Quelles sont les raisons qui vous poussent à acheter une place de concert ou un disque ? L’interprète, j’imagine… le compositeur et les œuvres interprétées également. Réponses logiques. Mais s’il existait aujourd’hui une autre raison de se déplacer ? Si nous achetions une place de concert ou un disque pour voyager, s’évader et vivre une expérience musicale unique. C’est ce que nous proposent de plus en plus de musiciens qui souhaitent nous conter une histoire lors des concerts ou nous inciter au voyage le temps d’un disque. Plutôt que de favoriser un compositeur, ils préfèrent créer une atmosphère, une ambiance, une vision.
 

Cette évolution des programmes va de pair avec une modification de la consommation de la musique. A l’époque de l’âge d’or du disque, les grands labels avaient besoin de bâtir un catalogue : il leur fallait présenter leur propre intégrale des sonates de Beethoven, des symphonies de Brahms ou des quatuors de Mozart. Il y avait tant à faire, tant à enregistrer ... Et la demande était immense. Les disques s’enchaînaient : Martha Argerich et Claudio Arrau enregistraient Chopin. Augustin Dumay et Maria Joao Pires livraient leur intégrale des sonates de Brahms, Karajan dirigeait les symphonies de Beethoven. Le plus souvent, un disque était consacré à un compositeur (cela permettait en plus de le trouver rapidement dans les bacs des disquaires !).

Ces programmes monographiques sont aujourd’hui toujours présents. Mais au XXIe siècle, alors que la crise du disque est passée par là, que la musique se consomme de plus en plus en streaming (par “petit bout”) et que le mélomane a déjà chez lui d’innombrables versions des valses de Chopin ou des sonates de Mozart, certains musiciens explorent une autre voie.
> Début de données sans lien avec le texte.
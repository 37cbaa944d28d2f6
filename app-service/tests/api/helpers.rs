use std::collections::HashMap;
use std::sync::atomic::{AtomicUsize, Ordering};
use std::sync::Arc;
use std::time::Duration;

use app_service::app_state::{AppState, TokenVerifierType};
use app_service::errors::AuthorityError;
use app_service::services::{HttpTokenVerifier, TokenVerifier};
use app_service::utils::{Config, VERIFY_TOKEN_PATH};
use app_service::Application;
use async_trait::async_trait;
use auth_contract::IdentityClaims;
use auth_service::app_state::AppState as AuthAppState;
use auth_service::services::HashmapUserStore;
use auth_service::utils::Config as AuthConfig;
use axum::http::StatusCode;
use axum::response::Html;
use axum::routing::post;
use axum::Router;
use reqwest::{redirect, Client, Response};
use tokio::net::TcpListener;
use tokio::sync::RwLock;

pub const AUTH_SECRET: &str = "delegation-test-secret";

pub fn claims(user_id: i64, username: &str, email: &str) -> IdentityClaims {
    IdentityClaims {
        user_id,
        username: username.to_owned(),
        email: email.to_owned(),
    }
}

/// Verifier with canned answers. Unknown tokens are rejected as invalid.
#[derive(Default)]
pub struct FakeVerifier {
    outcomes: HashMap<String, Result<IdentityClaims, AuthorityError>>,
    calls: AtomicUsize,
}

impl FakeVerifier {
    pub fn with(mut self, token: &str, outcome: Result<IdentityClaims, AuthorityError>) -> Self {
        self.outcomes.insert(token.to_owned(), outcome);
        self
    }

    pub fn calls(&self) -> usize {
        self.calls.load(Ordering::SeqCst)
    }
}

#[async_trait]
impl TokenVerifier for FakeVerifier {
    async fn verify(&self, token: &str) -> Result<IdentityClaims, AuthorityError> {
        self.calls.fetch_add(1, Ordering::SeqCst);
        self.outcomes.get(token).cloned().unwrap_or_else(|| {
            Err(AuthorityError::Rejected {
                status: StatusCode::UNAUTHORIZED,
                message: "Invalid token".to_owned(),
            })
        })
    }
}

pub struct TestApp {
    pub address: String,
    pub http_client: Client,
}

impl TestApp {
    pub async fn new(verifier: TokenVerifierType) -> Self {
        Self::with_config(verifier, Config::new("http://auth.invalid")).await
    }

    pub async fn with_config(verifier: TokenVerifierType, config: Config) -> Self {
        let app_state = AppState::new(verifier, Arc::new(config));
        let app = Application::build(app_state, "127.0.0.1:0")
            .await
            .expect("Failed to build app");
        let address = app.address.clone();
        tokio::spawn(app.run());

        TestApp {
            address,
            http_client: no_redirect_client(),
        }
    }

    /// App service delegating over HTTP to `auth_service_url`.
    pub async fn delegating_to(auth_service_url: &str, timeout: Duration) -> Self {
        let config = Config::new(auth_service_url).with_verify_timeout(timeout);
        let verifier = HttpTokenVerifier::from_config(&config).expect("Failed to build verifier");
        Self::with_config(Arc::new(verifier), config).await
    }

    pub async fn get_protected(&self, token: Option<&str>) -> Response {
        let mut request = self
            .http_client
            .get(format!("{}/protected", &self.address))
            .header("Accept", "application/json");
        if let Some(token) = token {
            request = request.bearer_auth(token);
        }
        request.send().await.expect("Failed to execute request.")
    }

    pub async fn get_path(&self, path: &str) -> Response {
        self.http_client
            .get(format!("{}{}", &self.address, path))
            .send()
            .await
            .expect("Failed to execute request.")
    }

    pub async fn post_form(&self, path: &str, form: &[(&str, &str)]) -> Response {
        self.http_client
            .post(format!("{}{}", &self.address, path))
            .header("Accept", "application/json")
            .form(form)
            .send()
            .await
            .expect("Failed to execute request.")
    }
}

/// A real identity authority with an empty in-memory store.
pub struct AuthServer {
    pub address: String,
    http_client: Client,
}

impl AuthServer {
    pub async fn spawn() -> Self {
        let store = Arc::new(RwLock::new(HashmapUserStore::new()));
        let app_state = AuthAppState::from_config(AuthConfig::new(AUTH_SECRET), store);
        let app = auth_service::Application::build(app_state, "127.0.0.1:0")
            .await
            .expect("Failed to build auth service");
        let address = app.address.clone();
        tokio::spawn(app.run());

        AuthServer {
            address,
            http_client: no_redirect_client(),
        }
    }

    pub async fn register(&self, username: &str, email: &str, password: &str) -> Response {
        self.http_client
            .post(format!("{}/register", &self.address))
            .form(&[("username", username), ("email", email), ("password", password)])
            .send()
            .await
            .expect("Failed to execute request.")
    }

    pub async fn login(&self, email: &str, password: &str) -> Response {
        self.http_client
            .post(format!("{}/login", &self.address))
            .form(&[("email", email), ("password", password)])
            .send()
            .await
            .expect("Failed to execute request.")
    }

    /// Token from a successful login redirect, or `None` when login failed.
    pub async fn login_for_token(&self, email: &str, password: &str) -> Option<String> {
        let response = self.login(email, password).await;
        let location = response.headers().get("location")?.to_str().ok()?;
        location.strip_prefix("/user?token=").map(str::to_owned)
    }
}

fn no_redirect_client() -> Client {
    Client::builder()
        .redirect(redirect::Policy::none())
        .build()
        .expect("Failed to build http client")
}

/// Base URL of a server answering every `/verify-token` call with `status`
/// and a non-JSON `body`. Any other path gets axum's empty 404.
pub async fn stub_authority(status: StatusCode, body: &'static str) -> String {
    let router = Router::new().route(
        VERIFY_TOKEN_PATH,
        post(move || async move { (status, Html(body)) }),
    );
    let listener = TcpListener::bind("127.0.0.1:0").await.unwrap();
    let address = listener.local_addr().unwrap();
    tokio::spawn(async move { axum::serve(listener, router).await });
    format!("http://{}", address)
}

/// Base URL of a port nothing listens on.
pub async fn unreachable_url() -> String {
    let listener = TcpListener::bind("127.0.0.1:0").await.unwrap();
    let address = listener.local_addr().unwrap();
    drop(listener);
    format!("http://{}", address)
}

/// Base URL of a listener that accepts connections and never answers.
pub async fn hanging_url() -> String {
    let listener = TcpListener::bind("127.0.0.1:0").await.unwrap();
    let address = listener.local_addr().unwrap();
    tokio::spawn(async move {
        let mut held = Vec::new();
        while let Ok((socket, _)) = listener.accept().await {
            held.push(socket);
        }
    });
    format!("http://{}", address)
}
Plus que leur vision d’une oeuvre ou d’un compositeur, ces interprètes cherchent à nous faire entrer dans un monde musical. Le pianiste allemand Igor Levit est devenu un habitué de ces programmes “concepts” : avec « Tristan », il a récemment proposé un périple nocturne et méditatif autour de la musique de Wagner, Liszt et Hans Werner Henze. La pianiste Jodyline Gallavardin a quant à elle fait sensation avec un programme intitulé « Paradis Perdus » : un récital qu’elle considère comme un voyage initiatique et qui mêle Sibelius, Cowell, Granados, Séverac ou Ravel. Une expérience contemplative qui fonctionne aussi bien au disque qu’en concert.
 

Ces musiciens nous racontent une histoire en musique ; et se livrent aussi parfois : la mezzo Joyce DiDonato chantait récemment son amour pour la nature et son engagement écologique dans son dernier opus : “Eden”. Les ensembles vocaux ont eux aussi sauté le pas, à l’instar de La Tempête de Simon-Pierre Bestion. Avec « Hypnos », ils nous ont fait pénétrer dans le monde de la nuit et du royaume des songes. Un parcours sensoriel et émotionnel qui cheminait du Moyen-Âge à nos jours. Le jeune (et excellent !) quatuor vocal Æsthesis innove de son côté en proposant de faire de la pratique musicale un véritable laboratoire de sensations. Aucune limite de style ou d’époque affirment-ils, seul le ressenti guide le choix du groupe. Des œuvres du XVIe siècle côtoient donc des pièces de tradition populaire et des créations originales. En plus d’être innovants, ces programmes ont souvent l’avantage d’extraire les musiques contemporaines de leur niche en les intégrant à des récitals plus généraux.
La crise du disque aura donc permis à une nouvelle génération d'interprètes de s’exprimer différemment. N’étant plus soumis aux diktats des labels, ces musiciens nous offrent la possibilité d’écouter la musique autrement.